Saved entries:
* * * * *
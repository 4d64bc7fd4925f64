//! Narrow interface to the external relational store.
//!
//! The core never speaks SQL or a wire protocol; every read and write goes
//! through [`Store`]. Calls block until the store answers.

pub mod memory;

use crate::catalog::types::{RowKey, Value};
use crate::error::StoreError;
use crate::query::plan::Expr;
use std::collections::BTreeMap;

/// Column name to value, as returned by a fetch.
pub type RowData = BTreeMap<String, Value>;

/// Ordered column assignments submitted in a single statement.
#[derive(Debug, Clone, Default, PartialEq, Eq)]
pub struct ChangeSet {
    entries: Vec<(String, Value)>,
}

impl ChangeSet {
    pub fn new() -> Self {
        Self::default()
    }

    /// Adds or replaces an assignment, keeping first-insertion order.
    pub fn push(&mut self, column: impl Into<String>, value: Value) {
        let column = column.into();
        match self.entries.iter_mut().find(|(c, _)| *c == column) {
            Some(entry) => entry.1 = value,
            None => self.entries.push((column, value)),
        }
    }

    pub fn with(mut self, column: impl Into<String>, value: impl Into<Value>) -> Self {
        self.push(column, value.into());
        self
    }

    pub fn get(&self, column: &str) -> Option<&Value> {
        self.entries
            .iter()
            .find(|(c, _)| c == column)
            .map(|(_, v)| v)
    }

    pub fn contains(&self, column: &str) -> bool {
        self.get(column).is_some()
    }

    pub fn remove(&mut self, column: &str) -> Option<Value> {
        let idx = self.entries.iter().position(|(c, _)| c == column)?;
        Some(self.entries.remove(idx).1)
    }

    pub fn columns(&self) -> impl Iterator<Item = &str> {
        self.entries.iter().map(|(c, _)| c.as_str())
    }

    pub fn iter(&self) -> impl Iterator<Item = (&str, &Value)> {
        self.entries.iter().map(|(c, v)| (c.as_str(), v))
    }

    pub fn len(&self) -> usize {
        self.entries.len()
    }

    pub fn is_empty(&self) -> bool {
        self.entries.is_empty()
    }

    pub fn to_row_data(&self) -> RowData {
        self.entries.iter().cloned().collect()
    }
}

impl FromIterator<(String, Value)> for ChangeSet {
    fn from_iter<I: IntoIterator<Item = (String, Value)>>(iter: I) -> Self {
        let mut out = ChangeSet::new();
        for (c, v) in iter {
            out.push(c, v);
        }
        out
    }
}

pub trait Store: Send + Sync {
    fn fetch_row(&self, table: &str, key: RowKey) -> Result<Option<RowData>, StoreError>;

    /// Batched read. Keys without a row are simply absent from the result.
    fn fetch_rows(
        &self,
        table: &str,
        keys: &[RowKey],
    ) -> Result<BTreeMap<RowKey, RowData>, StoreError> {
        let mut out = BTreeMap::new();
        for &key in keys {
            if let Some(data) = self.fetch_row(table, key)? {
                out.insert(key, data);
            }
        }
        Ok(out)
    }

    fn fetch_where(
        &self,
        table: &str,
        predicate: &Expr,
    ) -> Result<BTreeMap<RowKey, RowData>, StoreError>;

    /// Single-statement update of one row. Returns the affected row count.
    fn write(&self, table: &str, changes: &ChangeSet, key: RowKey) -> Result<u64, StoreError>;

    /// Inserts a row and returns its key. A primary-key entry in `values`
    /// requests that exact key.
    fn insert(&self, table: &str, values: &ChangeSet) -> Result<RowKey, StoreError>;

    fn delete(&self, table: &str, key: RowKey) -> Result<u64, StoreError>;

    /// Counts rows of `table` whose `column` equals `value`, ignoring
    /// `exclude_key`.
    fn exists(
        &self,
        table: &str,
        column: &str,
        value: &Value,
        exclude_key: Option<RowKey>,
    ) -> Result<u64, StoreError>;
}

#[cfg(test)]
mod tests {
    use super::ChangeSet;
    use crate::catalog::types::Value;

    #[test]
    fn change_set_replaces_in_place() {
        let mut set = ChangeSet::new().with("a", 1).with("b", "x");
        set.push("a", Value::Integer(2));
        let cols: Vec<_> = set.columns().collect();
        assert_eq!(cols, vec!["a", "b"]);
        assert_eq!(set.get("a"), Some(&Value::Integer(2)));
        assert_eq!(set.remove("b"), Some(Value::from("x")));
        assert_eq!(set.len(), 1);
    }
}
* * * * *
GOAL OF THE EXERCISE:
For the records above, restate every line word for word.

ANSWER TO THIS EXERCISE:
repository 4d64bc7fd4925f64
//! Narrow interface to the external relational store.
//!
//! The core never speaks SQL or a wire protocol; every read and write goes
//! through [`Store`]. Calls block until the store answers.

pub mod memory;

use crate::catalog::types::{RowKey, Value};
use crate::error::StoreError;
use crate::query::plan::Expr;
use std::collections::BTreeMap;

/// Column name to value, as returned by a fetch.
pub type RowData = BTreeMap<String, Value>;

/// Ordered column assignments submitted in a single statement.
#[derive(Debug, Clone, Default, PartialEq, Eq)]
pub struct ChangeSet {
    entries: Vec<(String, Value)>,
}

impl ChangeSet {
    pub fn new() -> Self {
        Self::default()
    }

    /// Adds or replaces an assignment, keeping first-insertion order.
    pub fn push(&mut self, column: impl Into<String>, value: Value) {
        let column = column.into();
        match self.entries.iter_mut().find(|(c, _)| *c == column) {
            Some(entry) => entry.1 = value,
            None => self.entries.push((column, value)),
        }
    }

    pub fn with(mut self, column: impl Into<String>, value: impl Into<Value>) -> Self {
        self.push(column, value.into());
        self
    }

    pub fn get(&self, column: &str) -> Option<&Value> {
        self.entries
            .iter()
            .find(|(c, _)| c == column)
            .map(|(_, v)| v)
    }

    pub fn contains(&self, column: &str) -> bool {
        self.get(column).is_some()
    }

    pub fn remove(&mut self, column: &str) -> Option<Value> {
        let idx = self.entries.iter().position(|(c, _)| c == column)?;
        Some(self.entries.remove(idx).1)
    }

    pub fn columns(&self) -> impl Iterator<Item = &str> {
        self.entries.iter().map(|(c, _)| c.as_str())
    }

    pub fn iter(&self) -> impl Iterator<Item = (&str, &Value)> {
        self.entries.iter().map(|(c, v)| (c.as_str(), v))
    }

    pub fn len(&self) -> usize {
        self.entries.len()
    }

    pub fn is_empty(&self) -> bool {
        self.entries.is_empty()
    }

    pub fn to_row_data(&self) -> RowData {
        self.entries.iter().cloned().collect()
    }
}

impl FromIterator<(String, Value)> for ChangeSet {
    fn from_iter<I: IntoIterator<Item = (String, Value)>>(iter: I) -> Self {
        let mut out = ChangeSet::new();
        for (c, v) in iter {
            out.push(c, v);
        }
        out
    }
}

pub trait Store: Send + Sync {
    fn fetch_row(&self, table: &str, key: RowKey) -> Result<Option<RowData>, StoreError>;

    /// Batched read. Keys without a row are simply absent from the result.
    fn fetch_rows(
        &self,
        table: &str,
        keys: &[RowKey],
    ) -> Result<BTreeMap<RowKey, RowData>, StoreError> {
        let mut out = BTreeMap::new();
        for &key in keys {
            if let Some(data) = self.fetch_row(table, key)? {
                out.insert(key, data);
            }
        }
        Ok(out)
    }

    fn fetch_where(
        &self,
        table: &str,
        predicate: &Expr,
    ) -> Result<BTreeMap<RowKey, RowData>, StoreError>;

    /// Single-statement update of one row. Returns the affected row count.
    fn write(&self, table: &str, changes: &ChangeSet, key: RowKey) -> Result<u64, StoreError>;

    /// Inserts a row and returns its key. A primary-key entry in `values`
    /// requests that exact key.
    fn insert(&self, table: &str, values: &ChangeSet) -> Result<RowKey, StoreError>;

    fn delete(&self, table: &str, key: RowKey) -> Result<u64, StoreError>;

    /// Counts rows of `table` whose `column` equals `value`, ignoring
    /// `exclude_key`.
    fn exists(
        &self,
        table: &str,
        column: &str,
        value: &Value,
        exclude_key: Option<RowKey>,
    ) -> Result<u64, StoreError>;
}

#[cfg(test)]
mod tests {
    use super::ChangeSet;
    use crate::catalog::types::Value;

    #[test]
    fn change_set_replaces_in_place() {
        let mut set = ChangeSet::new().with("a", 1).with("b", "x");
        set.push("a", Value::Integer(2));
        let cols: Vec<_> = set.columns().collect();
        assert_eq!(cols, vec!["a", "b"]);
        assert_eq!(set.get("a"), Some(&Value::Integer(2)));
        assert_eq!(set.remove("b"), Some(Value::from("x")));
        assert_eq!(set.len(), 1);
    }
}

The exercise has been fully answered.